(Items from a data source)
# # #

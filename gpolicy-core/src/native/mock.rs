//! Mock policy backend for testing

use std::collections::{HashMap, HashSet};
use std::sync::atomic::{AtomicBool, AtomicU64, AtomicUsize, Ordering};
use std::time::Duration;

use async_trait::async_trait;
use parking_lot::Mutex;

use super::{
    GroupHandle, GroupInfo, NativeError, PolicyBackend, PolicyCallback, PolicyCallbackResponse,
    PolicyRequest,
};
use crate::policy::ConditionMask;

/// In-process stand-in for the native management library.
///
/// Keeps a single callback slot like the real library: a second
/// registration replaces the first.
pub struct MockBackend {
    device_count: u32,
    next_group: AtomicU64,
    groups: Mutex<HashMap<GroupHandle, GroupInfo>>,
    destroyed: Mutex<Vec<GroupHandle>>,
    policies: Mutex<Vec<(GroupHandle, PolicyRequest)>>,
    registrations: Mutex<Vec<(GroupHandle, ConditionMask)>>,
    unregistrations: Mutex<Vec<(GroupHandle, ConditionMask)>>,
    callbacks: Mutex<Option<(PolicyCallback, PolicyCallback)>>,
    finish_calls: AtomicUsize,
    /// Simulated add-device failures, by gpu id
    fail_add_device: Mutex<HashSet<u32>>,
    /// Configurable set-policy failure simulation
    pub fail_set_policy: AtomicBool,
    /// Configurable register failure simulation
    pub fail_register: AtomicBool,
    /// Configurable unregister failure simulation
    pub fail_unregister: AtomicBool,
    /// Simulated stuck unregister
    unregister_delay: Mutex<Option<Duration>>,
}

impl MockBackend {
    /// Create a new mock backend with default 2 GPUs
    pub fn new() -> Self {
        Self::with_device_count(2)
    }

    /// Create a mock backend with specified number of GPUs
    pub fn with_device_count(count: u32) -> Self {
        Self {
            device_count: count,
            next_group: AtomicU64::new(1),
            groups: Mutex::new(HashMap::new()),
            destroyed: Mutex::new(Vec::new()),
            policies: Mutex::new(Vec::new()),
            registrations: Mutex::new(Vec::new()),
            unregistrations: Mutex::new(Vec::new()),
            callbacks: Mutex::new(None),
            finish_calls: AtomicUsize::new(0),
            fail_add_device: Mutex::new(HashSet::new()),
            fail_set_policy: AtomicBool::new(false),
            fail_register: AtomicBool::new(false),
            fail_unregister: AtomicBool::new(false),
            unregister_delay: Mutex::new(None),
        }
    }

    /// Make `add_device` fail for the given gpu id
    pub fn fail_add_device(&self, gpu_id: u32) {
        self.fail_add_device.lock().insert(gpu_id);
    }

    pub fn set_fail_set_policy(&self, fail: bool) {
        self.fail_set_policy.store(fail, Ordering::SeqCst);
    }

    pub fn set_fail_register(&self, fail: bool) {
        self.fail_register.store(fail, Ordering::SeqCst);
    }

    pub fn set_fail_unregister(&self, fail: bool) {
        self.fail_unregister.store(fail, Ordering::SeqCst);
    }

    /// Delay every unregister call, simulating a stuck native library
    pub fn set_unregister_delay(&self, delay: Option<Duration>) {
        *self.unregister_delay.lock() = delay;
    }

    /// Deliver a violation through the installed callback.
    ///
    /// Returns the callback's return code, or `None` when nothing is registered.
    pub fn simulate_violation(&self, response: &PolicyCallbackResponse) -> Option<i32> {
        let (on_violation, on_finish) = self.callbacks.lock().clone()?;
        let rc = on_violation(response);
        on_finish(response);
        self.finish_calls.fetch_add(1, Ordering::SeqCst);
        Some(rc)
    }

    /// Deliver a violation from a freshly spawned OS thread, the way the
    /// native library does.
    pub fn simulate_violation_from_thread(&self, response: PolicyCallbackResponse) -> Option<i32> {
        let (on_violation, on_finish) = self.callbacks.lock().clone()?;
        let handle = std::thread::spawn(move || {
            let rc = on_violation(&response);
            on_finish(&response);
            rc
        });
        let rc = handle.join().ok()?;
        self.finish_calls.fetch_add(1, Ordering::SeqCst);
        Some(rc)
    }

    /// Whether a callback is currently installed
    pub fn has_callback(&self) -> bool {
        self.callbacks.lock().is_some()
    }

    /// Groups currently allocated
    pub fn live_groups(&self) -> Vec<GroupHandle> {
        self.groups.lock().keys().copied().collect()
    }

    /// Members of an allocated group
    pub fn group_members(&self, group: GroupHandle) -> Option<Vec<u32>> {
        self.groups.lock().get(&group).map(|info| info.entities.clone())
    }

    /// Groups destroyed so far, in order
    pub fn destroyed_groups(&self) -> Vec<GroupHandle> {
        self.destroyed.lock().clone()
    }

    /// Most recent set-policy request
    pub fn last_policy(&self) -> Option<(GroupHandle, PolicyRequest)> {
        self.policies.lock().last().cloned()
    }

    pub fn register_count(&self) -> usize {
        self.registrations.lock().len()
    }

    pub fn unregister_count(&self) -> usize {
        self.unregistrations.lock().len()
    }

    /// Unregister calls received, including failed ones
    pub fn unregistrations(&self) -> Vec<(GroupHandle, ConditionMask)> {
        self.unregistrations.lock().clone()
    }

    /// Times the finish callback has run
    pub fn finish_count(&self) -> usize {
        self.finish_calls.load(Ordering::SeqCst)
    }
}

impl Default for MockBackend {
    fn default() -> Self {
        Self::new()
    }
}

#[async_trait]
impl PolicyBackend for MockBackend {
    async fn create_group(&self, name: &str) -> Result<GroupHandle, NativeError> {
        let handle = GroupHandle::new(self.next_group.fetch_add(1, Ordering::SeqCst));
        self.groups.lock().insert(
            handle,
            GroupInfo {
                name: name.to_string(),
                entities: Vec::new(),
            },
        );
        Ok(handle)
    }

    async fn add_device(&self, group: GroupHandle, gpu_id: u32) -> Result<(), NativeError> {
        if self.fail_add_device.lock().contains(&gpu_id) || gpu_id >= self.device_count {
            return Err(NativeError::new("dcgmGroupAddDevice", NativeError::BAD_PARAM));
        }

        let mut groups = self.groups.lock();
        let info = groups
            .get_mut(&group)
            .ok_or_else(|| NativeError::new("dcgmGroupAddDevice", NativeError::BAD_PARAM))?;
        info.entities.push(gpu_id);
        Ok(())
    }

    async fn destroy_group(&self, group: GroupHandle) -> Result<(), NativeError> {
        if self.groups.lock().remove(&group).is_none() {
            return Err(NativeError::new("dcgmGroupDestroy", NativeError::BAD_PARAM));
        }
        self.destroyed.lock().push(group);
        Ok(())
    }

    async fn group_info(&self, group: GroupHandle) -> Result<GroupInfo, NativeError> {
        if group.is_all_devices() {
            return Ok(GroupInfo {
                name: "DCGM_ALL_SUPPORTED_GPUS".to_string(),
                entities: (0..self.device_count).collect(),
            });
        }

        self.groups
            .lock()
            .get(&group)
            .cloned()
            .ok_or_else(|| NativeError::new("dcgmGroupGetInfo", NativeError::BAD_PARAM))
    }

    async fn set_policy(
        &self,
        group: GroupHandle,
        request: &PolicyRequest,
    ) -> Result<(), NativeError> {
        if self.fail_set_policy.load(Ordering::SeqCst) {
            return Err(NativeError::new("dcgmPolicySet", NativeError::NOT_SUPPORTED));
        }
        self.policies.lock().push((group, request.clone()));
        Ok(())
    }

    async fn register_policy(
        &self,
        group: GroupHandle,
        condition: ConditionMask,
        on_violation: PolicyCallback,
        on_finish: PolicyCallback,
    ) -> Result<(), NativeError> {
        if self.fail_register.load(Ordering::SeqCst) {
            return Err(NativeError::new("dcgmPolicyRegister", NativeError::IN_USE));
        }
        self.registrations.lock().push((group, condition));
        *self.callbacks.lock() = Some((on_violation, on_finish));
        Ok(())
    }

    async fn unregister_policy(
        &self,
        group: GroupHandle,
        condition: ConditionMask,
    ) -> Result<(), NativeError> {
        self.unregistrations.lock().push((group, condition));

        let delay = *self.unregister_delay.lock();
        if let Some(delay) = delay {
            tokio::time::sleep(delay).await;
        }

        if self.fail_unregister.load(Ordering::SeqCst) {
            return Err(NativeError::new("dcgmPolicyUnregister", NativeError::GENERIC));
        }
        *self.callbacks.lock() = None;
        Ok(())
    }
}

#[cfg(test)]
mod tests {
    use super::*;
    use crate::native::RawPolicyValue;
    use std::sync::Arc;

    #[tokio::test]
    async fn test_mock_group_lifecycle() {
        let mock = MockBackend::with_device_count(4);
        let group = mock.create_group("test").await.unwrap();
        mock.add_device(group, 0).await.unwrap();
        mock.add_device(group, 3).await.unwrap();

        let info = mock.group_info(group).await.unwrap();
        assert_eq!(info.entities, vec![0, 3]);

        mock.destroy_group(group).await.unwrap();
        assert!(mock.live_groups().is_empty());
        assert_eq!(mock.destroyed_groups(), vec![group]);
    }

    #[tokio::test]
    async fn test_mock_all_devices_group() {
        let mock = MockBackend::with_device_count(3);
        let info = mock.group_info(GroupHandle::ALL_DEVICES).await.unwrap();
        assert_eq!(info.entities.len(), 3);
    }

    #[tokio::test]
    async fn test_mock_add_device_failure() {
        let mock = MockBackend::new();
        mock.fail_add_device(1);
        let group = mock.create_group("test").await.unwrap();
        assert!(mock.add_device(group, 0).await.is_ok());
        assert!(mock.add_device(group, 1).await.is_err());
        // unknown device
        assert!(mock.add_device(group, 9).await.is_err());
    }

    #[tokio::test]
    async fn test_mock_callback_slot() {
        let mock = MockBackend::new();
        let response = PolicyCallbackResponse {
            condition: 0x10,
            value: RawPolicyValue::Power {
                timestamp_us: 0,
                power_violation: 300,
                gpu_id: 0,
            },
        };
        assert!(mock.simulate_violation(&response).is_none());

        let on_violation: PolicyCallback = Arc::new(|_| 7);
        let on_finish: PolicyCallback = Arc::new(|_| 0);
        mock.register_policy(GroupHandle::ALL_DEVICES, ConditionMask::EMPTY, on_violation, on_finish)
            .await
            .unwrap();

        assert_eq!(mock.simulate_violation(&response), Some(7));
        assert_eq!(mock.simulate_violation_from_thread(response.clone()), Some(7));
        assert_eq!(mock.finish_count(), 2);

        mock.unregister_policy(GroupHandle::ALL_DEVICES, ConditionMask::EMPTY)
            .await
            .unwrap();
        assert!(!mock.has_callback());
        assert_eq!(mock.unregister_count(), 1);
    }
}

# # #

_What you should do_. Copy the records above exactly, beginning at the line that contains "replaces the first." and stopping after the line that contains "number of GPUs".

_Answer for this exercise_.
/// registration replaces the first.
pub struct MockBackend {
    device_count: u32,
    next_group: AtomicU64,
    groups: Mutex<HashMap<GroupHandle, GroupInfo>>,
    destroyed: Mutex<Vec<GroupHandle>>,
    policies: Mutex<Vec<(GroupHandle, PolicyRequest)>>,
    registrations: Mutex<Vec<(GroupHandle, ConditionMask)>>,
    unregistrations: Mutex<Vec<(GroupHandle, ConditionMask)>>,
    callbacks: Mutex<Option<(PolicyCallback, PolicyCallback)>>,
    finish_calls: AtomicUsize,
    /// Simulated add-device failures, by gpu id
    fail_add_device: Mutex<HashSet<u32>>,
    /// Configurable set-policy failure simulation
    pub fail_set_policy: AtomicBool,
    /// Configurable register failure simulation
    pub fail_register: AtomicBool,
    /// Configurable unregister failure simulation
    pub fail_unregister: AtomicBool,
    /// Simulated stuck unregister
    unregister_delay: Mutex<Option<Duration>>,
}

impl MockBackend {
    /// Create a new mock backend with default 2 GPUs
    pub fn new() -> Self {
        Self::with_device_count(2)
    }

    /// Create a mock backend with specified number of GPUs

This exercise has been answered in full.